Problem
Determine how many lines of the entries that follow contain "started", and respond with that number alone.

──────── Recorded information ────────

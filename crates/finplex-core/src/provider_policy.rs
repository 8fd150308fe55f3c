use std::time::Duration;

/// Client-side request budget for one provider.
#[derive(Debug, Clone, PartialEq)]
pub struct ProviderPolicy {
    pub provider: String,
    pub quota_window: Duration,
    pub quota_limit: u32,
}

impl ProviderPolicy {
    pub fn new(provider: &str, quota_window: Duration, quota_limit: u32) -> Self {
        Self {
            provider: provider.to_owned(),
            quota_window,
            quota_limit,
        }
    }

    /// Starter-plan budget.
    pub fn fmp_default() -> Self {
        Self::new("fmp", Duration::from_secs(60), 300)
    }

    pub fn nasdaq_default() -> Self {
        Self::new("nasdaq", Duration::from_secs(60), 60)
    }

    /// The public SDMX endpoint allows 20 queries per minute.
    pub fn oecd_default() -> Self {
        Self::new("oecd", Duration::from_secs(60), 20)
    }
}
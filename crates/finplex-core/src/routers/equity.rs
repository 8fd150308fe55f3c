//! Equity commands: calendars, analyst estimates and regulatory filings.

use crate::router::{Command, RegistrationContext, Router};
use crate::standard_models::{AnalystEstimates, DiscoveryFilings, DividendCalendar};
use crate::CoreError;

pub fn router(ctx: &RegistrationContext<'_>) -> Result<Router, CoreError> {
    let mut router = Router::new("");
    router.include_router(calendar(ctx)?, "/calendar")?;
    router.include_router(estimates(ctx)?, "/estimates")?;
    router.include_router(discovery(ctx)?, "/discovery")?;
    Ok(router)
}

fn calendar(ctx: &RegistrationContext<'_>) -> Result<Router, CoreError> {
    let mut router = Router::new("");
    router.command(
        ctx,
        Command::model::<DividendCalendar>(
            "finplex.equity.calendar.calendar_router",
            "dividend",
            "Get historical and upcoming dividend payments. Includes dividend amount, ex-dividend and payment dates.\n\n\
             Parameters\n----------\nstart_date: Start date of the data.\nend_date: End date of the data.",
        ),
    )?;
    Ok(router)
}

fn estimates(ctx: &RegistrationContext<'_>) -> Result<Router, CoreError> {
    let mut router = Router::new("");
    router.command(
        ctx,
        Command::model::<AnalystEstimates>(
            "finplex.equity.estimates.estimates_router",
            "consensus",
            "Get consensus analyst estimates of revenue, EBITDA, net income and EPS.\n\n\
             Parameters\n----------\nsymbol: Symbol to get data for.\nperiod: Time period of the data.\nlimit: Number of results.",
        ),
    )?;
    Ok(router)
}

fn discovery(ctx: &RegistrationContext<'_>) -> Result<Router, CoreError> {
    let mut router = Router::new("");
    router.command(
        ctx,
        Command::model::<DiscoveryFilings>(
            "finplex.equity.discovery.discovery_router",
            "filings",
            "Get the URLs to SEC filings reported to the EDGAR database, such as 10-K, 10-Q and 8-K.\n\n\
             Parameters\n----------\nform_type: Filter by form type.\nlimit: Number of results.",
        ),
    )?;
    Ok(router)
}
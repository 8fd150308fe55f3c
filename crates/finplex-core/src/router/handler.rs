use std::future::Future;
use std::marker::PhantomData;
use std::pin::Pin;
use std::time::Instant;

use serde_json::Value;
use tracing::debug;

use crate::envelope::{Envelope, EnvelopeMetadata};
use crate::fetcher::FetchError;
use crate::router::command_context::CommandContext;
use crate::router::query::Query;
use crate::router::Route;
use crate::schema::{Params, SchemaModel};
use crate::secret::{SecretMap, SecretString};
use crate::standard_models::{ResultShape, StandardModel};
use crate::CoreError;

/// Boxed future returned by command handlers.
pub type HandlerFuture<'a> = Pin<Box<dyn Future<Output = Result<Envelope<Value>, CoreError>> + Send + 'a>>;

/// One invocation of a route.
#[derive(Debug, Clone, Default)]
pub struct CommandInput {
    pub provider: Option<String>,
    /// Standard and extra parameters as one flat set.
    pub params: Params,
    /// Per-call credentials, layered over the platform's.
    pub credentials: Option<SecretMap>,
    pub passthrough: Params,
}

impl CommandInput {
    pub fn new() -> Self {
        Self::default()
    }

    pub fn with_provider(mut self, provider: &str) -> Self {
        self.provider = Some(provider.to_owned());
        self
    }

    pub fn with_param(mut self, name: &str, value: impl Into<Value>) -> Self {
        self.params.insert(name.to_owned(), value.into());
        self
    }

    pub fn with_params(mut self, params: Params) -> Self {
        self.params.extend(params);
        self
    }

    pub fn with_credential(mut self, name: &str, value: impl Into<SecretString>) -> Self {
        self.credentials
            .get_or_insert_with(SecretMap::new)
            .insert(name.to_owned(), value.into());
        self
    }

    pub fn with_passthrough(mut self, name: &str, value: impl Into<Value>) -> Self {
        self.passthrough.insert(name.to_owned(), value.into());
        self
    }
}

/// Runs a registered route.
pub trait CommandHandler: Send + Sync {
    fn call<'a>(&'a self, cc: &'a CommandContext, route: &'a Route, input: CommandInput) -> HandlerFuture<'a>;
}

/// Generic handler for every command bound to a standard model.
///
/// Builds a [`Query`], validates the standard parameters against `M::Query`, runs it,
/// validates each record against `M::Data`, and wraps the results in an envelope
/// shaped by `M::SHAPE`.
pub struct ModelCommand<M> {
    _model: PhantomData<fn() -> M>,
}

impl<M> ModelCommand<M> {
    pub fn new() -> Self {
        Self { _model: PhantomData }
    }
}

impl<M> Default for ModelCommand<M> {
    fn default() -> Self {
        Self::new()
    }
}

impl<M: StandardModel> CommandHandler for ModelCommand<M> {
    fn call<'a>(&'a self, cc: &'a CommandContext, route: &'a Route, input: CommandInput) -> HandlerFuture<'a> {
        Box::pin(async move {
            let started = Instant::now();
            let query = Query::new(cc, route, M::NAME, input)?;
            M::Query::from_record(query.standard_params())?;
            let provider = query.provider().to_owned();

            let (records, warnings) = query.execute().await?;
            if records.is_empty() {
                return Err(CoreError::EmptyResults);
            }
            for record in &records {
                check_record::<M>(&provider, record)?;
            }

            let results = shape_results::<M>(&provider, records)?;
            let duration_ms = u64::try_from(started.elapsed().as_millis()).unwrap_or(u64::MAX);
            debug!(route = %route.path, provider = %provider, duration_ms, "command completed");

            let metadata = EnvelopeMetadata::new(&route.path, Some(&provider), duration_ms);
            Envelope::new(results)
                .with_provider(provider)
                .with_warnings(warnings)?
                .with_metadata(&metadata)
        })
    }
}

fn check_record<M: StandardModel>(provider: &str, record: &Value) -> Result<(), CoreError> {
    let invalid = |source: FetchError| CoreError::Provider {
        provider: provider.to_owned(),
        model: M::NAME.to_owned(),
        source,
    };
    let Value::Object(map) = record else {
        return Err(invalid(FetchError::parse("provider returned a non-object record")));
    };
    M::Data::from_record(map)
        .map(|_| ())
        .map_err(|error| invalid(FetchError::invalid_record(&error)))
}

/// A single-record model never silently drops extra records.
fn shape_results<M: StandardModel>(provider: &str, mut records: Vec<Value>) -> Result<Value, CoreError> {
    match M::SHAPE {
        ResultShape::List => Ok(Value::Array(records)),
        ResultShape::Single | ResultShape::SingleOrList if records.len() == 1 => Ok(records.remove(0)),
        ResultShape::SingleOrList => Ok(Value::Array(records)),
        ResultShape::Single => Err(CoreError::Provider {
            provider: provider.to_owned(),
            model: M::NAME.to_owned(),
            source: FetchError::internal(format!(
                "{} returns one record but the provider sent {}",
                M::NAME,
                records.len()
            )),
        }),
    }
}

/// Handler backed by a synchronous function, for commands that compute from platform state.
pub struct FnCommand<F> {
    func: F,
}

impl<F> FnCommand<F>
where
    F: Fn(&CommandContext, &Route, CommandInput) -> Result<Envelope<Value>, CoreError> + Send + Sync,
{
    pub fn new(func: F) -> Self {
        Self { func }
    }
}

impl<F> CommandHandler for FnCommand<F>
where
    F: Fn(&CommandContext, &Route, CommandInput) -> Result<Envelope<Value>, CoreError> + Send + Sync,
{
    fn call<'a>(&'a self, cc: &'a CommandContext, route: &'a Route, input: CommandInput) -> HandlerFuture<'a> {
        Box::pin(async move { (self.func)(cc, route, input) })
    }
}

────────

Answer to the exercise
2